On what many in our the nation hoped was Wayne Kublalsingh’s last day of hunger strike, I took Ziya to see him, knowing she probably would not remember, but wanting her to understand that at times you have to be brave. She wouldn’t understand the implications now, but she came home and told her grandmother that she saw Wayne, that he was lying down, and that he was fighting the government. She’s two. She’s said the words ‘fighting the government’ and I watched her say them, hoping those and other words would be the ones she needs to learn first because sometimes you have to be powerful.

She might in fact remember and understand, who knows. Yesterday, I showed her a picture of the Hindu goddess Saraswati, playing her sitar, and she ran to get her guitar and to play it, held like a sitar, while looking at the picture. Maybe one day in the future, she will march in the streets or sit at the side of the road and be brave, powerful and fight the government, understanding that at times you have to be strong.
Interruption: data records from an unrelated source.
//! Audio/video event dispatch
//!
//! Decodes an [`AvEvents`] batch and replays it through an
//! [`AvEventListener`]. Video frames are written into listener-owned buffers
//! when the listener offers them through
//! [`AvEventListener::video_frame_cached_yuv`].

use super::{fold_records, AvCategory};
use crate::call_state::CallStateFlags;
use crate::convert;
use crate::listener::AvEventListener;
use crate::proto::{self, AvEvents};
use crate::types::{
    AudioChannels, BitRate, FriendNumber, Height, Result, SamplingRate, VideoFrame, Width,
};
use prost::Message;

fn dispatch_call<S, L>(listener: &mut L, records: Vec<proto::Call>, state: S) -> Result<S>
where
    L: AvEventListener<S> + ?Sized,
{
    fold_records(AvCategory::Call, records, state, |record, state| {
        Ok(listener.call(
            FriendNumber(record.friend_number),
            record.audio_enabled,
            record.video_enabled,
            state,
        ))
    })
}

fn dispatch_call_state<S, L>(listener: &mut L, records: Vec<proto::CallState>, state: S) -> Result<S>
where
    L: AvEventListener<S> + ?Sized,
{
    fold_records(AvCategory::CallState, records, state, |record, state| {
        Ok(listener.call_state(
            FriendNumber(record.friend_number),
            CallStateFlags::decode(&record.call_state)?,
            state,
        ))
    })
}

fn dispatch_audio_bit_rate<S, L>(
    listener: &mut L,
    records: Vec<proto::AudioBitRate>,
    state: S,
) -> Result<S>
where
    L: AvEventListener<S> + ?Sized,
{
    fold_records(AvCategory::AudioBitRate, records, state, |record, state| {
        Ok(listener.audio_bit_rate(
            FriendNumber(record.friend_number),
            BitRate(record.audio_bit_rate),
            state,
        ))
    })
}

fn dispatch_video_bit_rate<S, L>(
    listener: &mut L,
    records: Vec<proto::VideoBitRate>,
    state: S,
) -> Result<S>
where
    L: AvEventListener<S> + ?Sized,
{
    fold_records(AvCategory::VideoBitRate, records, state, |record, state| {
        Ok(listener.video_bit_rate(
            FriendNumber(record.friend_number),
            BitRate(record.video_bit_rate),
            state,
        ))
    })
}

fn dispatch_audio_receive_frame<S, L>(
    listener: &mut L,
    records: Vec<proto::AudioReceiveFrame>,
    state: S,
) -> Result<S>
where
    L: AvEventListener<S> + ?Sized,
{
    fold_records(AvCategory::AudioReceiveFrame, records, state, |record, state| {
        Ok(listener.audio_receive_frame(
            FriendNumber(record.friend_number),
            convert::pcm_samples(&record.pcm)?,
            AudioChannels(record.channels),
            SamplingRate(record.sampling_rate),
            state,
        ))
    })
}

fn dispatch_video_receive_frame<S, L>(
    listener: &mut L,
    records: Vec<proto::VideoReceiveFrame>,
    state: S,
) -> Result<S>
where
    L: AvEventListener<S> + ?Sized,
{
    fold_records(AvCategory::VideoReceiveFrame, records, state, |record, state| {
        let height = Height(record.height);

        let cached = listener.video_frame_cached_yuv(
            height,
            record.y_stride,
            record.u_stride,
            record.v_stride,
        );
        let planes = convert::frame_planes(cached, record.y, record.u, record.v)?;

        let frame = VideoFrame {
            width: Width(record.width),
            height,
            planes,
            y_stride: record.y_stride,
            u_stride: record.u_stride,
            v_stride: record.v_stride,
        };
        Ok(listener.video_receive_frame(FriendNumber(record.friend_number), frame, state))
    })
}

/// Replay one audio/video event batch through `listener`
///
/// # Arguments
/// * `listener` - Receives one invocation per record
/// * `event_data` - Raw batch from the native layer, `None` if nothing happened
/// * `state` - Current application state
///
/// # Returns
/// * `Result<S>` - The state after the last invocation, or a fatal decode error
pub fn dispatch<S, L>(listener: &mut L, event_data: Option<&[u8]>, state: S) -> Result<S>
where
    L: AvEventListener<S> + ?Sized,
{
    let Some(event_data) = event_data else {
        return Ok(state);
    };

    let events = AvEvents::decode(event_data)?;
    log::debug!("Decoded audio/video event batch with {} record(s)", events.len());

    let AvEvents {
        call,
        call_state,
        audio_bit_rate,
        video_bit_rate,
        audio_receive_frame,
        video_receive_frame,
    } = events;

    let state = dispatch_call(listener, call, state)?;
    let state = dispatch_call_state(listener, call_state, state)?;
    let state = dispatch_audio_bit_rate(listener, audio_bit_rate, state)?;
    let state = dispatch_video_bit_rate(listener, video_bit_rate, state)?;
    let state = dispatch_audio_receive_frame(listener, audio_receive_frame, state)?;
    dispatch_video_receive_frame(listener, video_receive_frame, state)
}

#[cfg(test)]
mod tests {
    use super::*;
    use crate::proto::call_state::Kind;
    use crate::types::DispatchError;

    struct CallStates;

    impl AvEventListener<Vec<CallStateFlags>> for CallStates {
        fn call_state(
            &mut self,
            _friend_number: FriendNumber,
            call_state: CallStateFlags,
            mut state: Vec<CallStateFlags>,
        ) -> Vec<CallStateFlags> {
            state.push(call_state);
            state
        }
    }

    fn call_state_batch(kinds: Vec<i32>) -> Vec<u8> {
        AvEvents {
            call_state: vec![proto::CallState { friend_number: 0, call_state: kinds }],
            ..Default::default()
        }
        .encode_to_vec()
    }

    #[test]
    fn test_call_state_flags_translated() {
        let bytes = call_state_batch(vec![Kind::SendingA as i32, Kind::AcceptingV as i32]);
        let state = dispatch(&mut CallStates, Some(bytes.as_slice()), Vec::new()).unwrap();
        assert_eq!(
            state,
            vec![CallStateFlags::SENDING_AUDIO | CallStateFlags::ACCEPTING_VIDEO]
        );
    }

    // An empty enumerator list is dispatched as the empty flag set rather
    // than rejected.
    #[test]
    fn test_empty_call_state_is_valid() {
        let bytes = call_state_batch(Vec::new());
        let state = dispatch(&mut CallStates, Some(bytes.as_slice()), Vec::new()).unwrap();
        assert_eq!(state, vec![CallStateFlags::empty()]);
    }

    #[test]
    fn test_unknown_call_state_is_fatal() {
        let bytes = call_state_batch(vec![Kind::Error as i32, 12]);
        let err = dispatch(&mut CallStates, Some(bytes.as_slice()), Vec::new()).unwrap_err();
        assert!(matches!(err, DispatchError::UnknownEnumerator { value: 12, .. }));
    }

    #[test]
    fn test_audio_frame_samples() {
        struct Audio;
        impl AvEventListener<Vec<i16>> for Audio {
            fn audio_receive_frame(
                &mut self,
                _friend_number: FriendNumber,
                pcm: Vec<i16>,
                channels: AudioChannels,
                sampling_rate: SamplingRate,
                mut state: Vec<i16>,
            ) -> Vec<i16> {
                assert_eq!(channels, AudioChannels(2));
                assert_eq!(sampling_rate, SamplingRate(48_000));
                state.extend(pcm);
                state
            }
        }

        let bytes = AvEvents {
            audio_receive_frame: vec![proto::AudioReceiveFrame {
                friend_number: 1,
                pcm: vec![0x01, 0x00, 0x80, 0x00],
                channels: 2,
                sampling_rate: 48_000,
            }],
            ..Default::default()
        }
        .encode_to_vec();

        let state = dispatch(&mut Audio, Some(bytes.as_slice()), Vec::new()).unwrap();
        assert_eq!(state, vec![256, i16::MIN]);
    }

    #[test]
    fn test_video_frame_without_cache_gets_fresh_planes() {
        struct Frames;
        impl AvEventListener<Option<VideoFrame>> for Frames {
            fn video_receive_frame(
                &mut self,
                _friend_number: FriendNumber,
                frame: VideoFrame,
                _state: Option<VideoFrame>,
            ) -> Option<VideoFrame> {
                Some(frame)
            }
        }

        let bytes = AvEvents {
            video_receive_frame: vec![proto::VideoReceiveFrame {
                friend_number: 2,
                width: 2,
                height: 2,
                y: vec![1, 2, 3, 4],
                u: vec![5],
                v: vec![6],
                y_stride: 2,
                u_stride: 1,
                v_stride: 1,
            }],
            ..Default::default()
        }
        .encode_to_vec();

        let frame = dispatch(&mut Frames, Some(bytes.as_slice()), None).unwrap().unwrap();
        assert_eq!(frame.width, Width(2));
        assert_eq!(frame.planes.y, vec![1, 2, 3, 4]);
        assert_eq!(frame.planes.u, vec![5]);
        assert_eq!(frame.planes.v, vec![6]);
        assert_eq!((frame.y_stride, frame.u_stride, frame.v_stride), (2, 1, 1));
    }
}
Or, maybe, she will be one of the musicians who brought out their instruments to give ordinary warriors greater calm to balance their fighting spirit.

We underestimate children. We let them encounter the world we try to protect them from without necessarily giving them the knowledge they need, without showing them real heroes in our midst, without teaching them the words that matter so that they can be smart in addition to being brave, powerful, strong and creative. Perhaps, if we brought them to witness moments when history is being made or let them find their own instruments to be as divine as Saraswati, they may grasp more than we realise, begin to model themselves on the basis of these encounters, and become better selves than we can hope to be, making a better world than we were able to do.

Maybe Zi won’t benefit any of these moments, but if she’s saying ‘government’, ‘sitar’ and ‘Saraswati’ as she is now, whether her engagement with the world is political, artistic or spiritual (or all three), I think she’s at least being given a fighting chance. When I run home to hug up with her at night, I know her time has not yet come, but when it does and I can’t protect her anymore, she needs to be able to protect herself. I want to make sure that she is prepared.